It is the invasion of Cambodia that made people back home in the US vehemently question the war and why the US was involved. It led to widespread rioting and violence back on US territory.

Now as new intelligence emerges it is thought that the invasion of Cambodia was because President Nixon believed that there was a secret Vietnamese headquarters based in the country. Both the President and military chiefs believed that if they could find and destroy the headquarters it would stop the North Vietnamese army’s progress towards the south.

The truth was that there was no headquarters located in Cambodia. The North Vietnamese leadership was fragmented and mobile with its forces fighting in Vietnam. Nevertheless, at the time the US was determined to take action on the intelligence it had received in order to try to debilitate the enemy and ultimately end the war.

President Nixon ordered his ground troops to invade Cambodia at the end of April in 1970, the Atlas Obscura reports.

US and South Vietnamese troops fought against not only the North Vietnamese army but also Cambodia’s Khmer Rouge when it invaded the country.

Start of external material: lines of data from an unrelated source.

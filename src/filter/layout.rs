//! Index map of the error state.
//!
//! ```text
//! | p_AB | v_B | θ_AB | b_g | b_a | p_WA | θ_WA | N × (p_BC, θ_BC) | M × (p_EW, θ_EW) | K × (δμ 2, δd 1) |
//!   0      3     6      9     12    15     18     21
//! ```

/// Robocentric position p_AB.
pub const POS: usize = 0;
/// Body-frame velocity v_B.
pub const VEL: usize = 3;
/// Robocentric attitude θ_AB.
pub const ATT: usize = 6;
pub const GYRO_BIAS: usize = 9;
pub const ACC_BIAS: usize = 12;
/// World position of the anchor p_WA.
pub const ANCHOR_POS: usize = 15;
/// World attitude of the anchor θ_WA.
pub const ANCHOR_ATT: usize = 18;
/// Dimension of the fixed core.
pub const CORE_DIM: usize = 21;
/// Rows of the core that prediction changes (pose, velocity, biases).
pub const PROPAGATED_DIM: usize = 15;

pub const EXTRINSIC_DIM: usize = 6;
pub const AUX_DIM: usize = 6;
pub const FEATURE_DIM: usize = 3;

/// Error-state dimensions for a given number of cameras, auxiliary poses
/// and feature slots.
#[derive(Debug, Clone, Copy, PartialEq, Eq)]
pub struct StateLayout {
    pub cameras: usize,
    pub aux_poses: usize,
    pub features: usize,
}

impl StateLayout {
    pub fn new(cameras: usize, aux_poses: usize, features: usize) -> Self {
        Self { cameras, aux_poses, features }
    }

    /// Total error-state dimension.
    pub fn dim(&self) -> usize {
        CORE_DIM
            + EXTRINSIC_DIM * self.cameras
            + AUX_DIM * self.aux_poses
            + FEATURE_DIM * self.features
    }

    /// Start of camera `c`'s extrinsic block (position, then attitude).
    pub fn extrinsic(&self, c: usize) -> usize {
        debug_assert!(c < self.cameras);
        CORE_DIM + EXTRINSIC_DIM * c
    }

    /// Start of auxiliary pose `k` (position, then attitude).
    pub fn aux(&self, k: usize) -> usize {
        debug_assert!(k < self.aux_poses);
        CORE_DIM + EXTRINSIC_DIM * self.cameras + AUX_DIM * k
    }

    /// Start of feature slot `i` (bearing 2, then depth 1).
    pub fn feature(&self, i: usize) -> usize {
        debug_assert!(i < self.features);
        CORE_DIM + EXTRINSIC_DIM * self.cameras + AUX_DIM * self.aux_poses + FEATURE_DIM * i
    }

    /// Human-readable name of the block containing `index`.
    pub fn block_name(&self, index: usize) -> &'static str {
        let extrinsics_end = CORE_DIM + EXTRINSIC_DIM * self.cameras;
        let aux_end = extrinsics_end + AUX_DIM * self.aux_poses;
        match index {
            i if i < VEL => "position",
            i if i < ATT => "velocity",
            i if i < GYRO_BIAS => "attitude",
            i if i < ACC_BIAS => "gyro_bias",
            i if i < ANCHOR_POS => "acc_bias",
            i if i < ANCHOR_ATT => "anchor_position",
            i if i < CORE_DIM => "anchor_attitude",
            i if i < extrinsics_end => "extrinsics",
            i if i < aux_end => "auxiliary_pose",
            i if i < self.dim() => "feature",
            _ => "out_of_range",
        }
    }
}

Back in the US the invasion was perceived negatively and the operation was stopped after only three months. Nixon lauded the operation as a success and that US troops had been able to infiltrate communist elements operating in Cambodia, but the invasion never located the enemy headquarters that the US had hoped they would find.

The CIA director during the Vietnam War later described the search for the enemy headquarters. He said that the US tried in vain to find a command centre of the North Vietnamese deep in the Cambodian jungle, but that it was never found. He says that the leadership of the North Vietnamese troops was probably only a few commanders and their officers, nothing more.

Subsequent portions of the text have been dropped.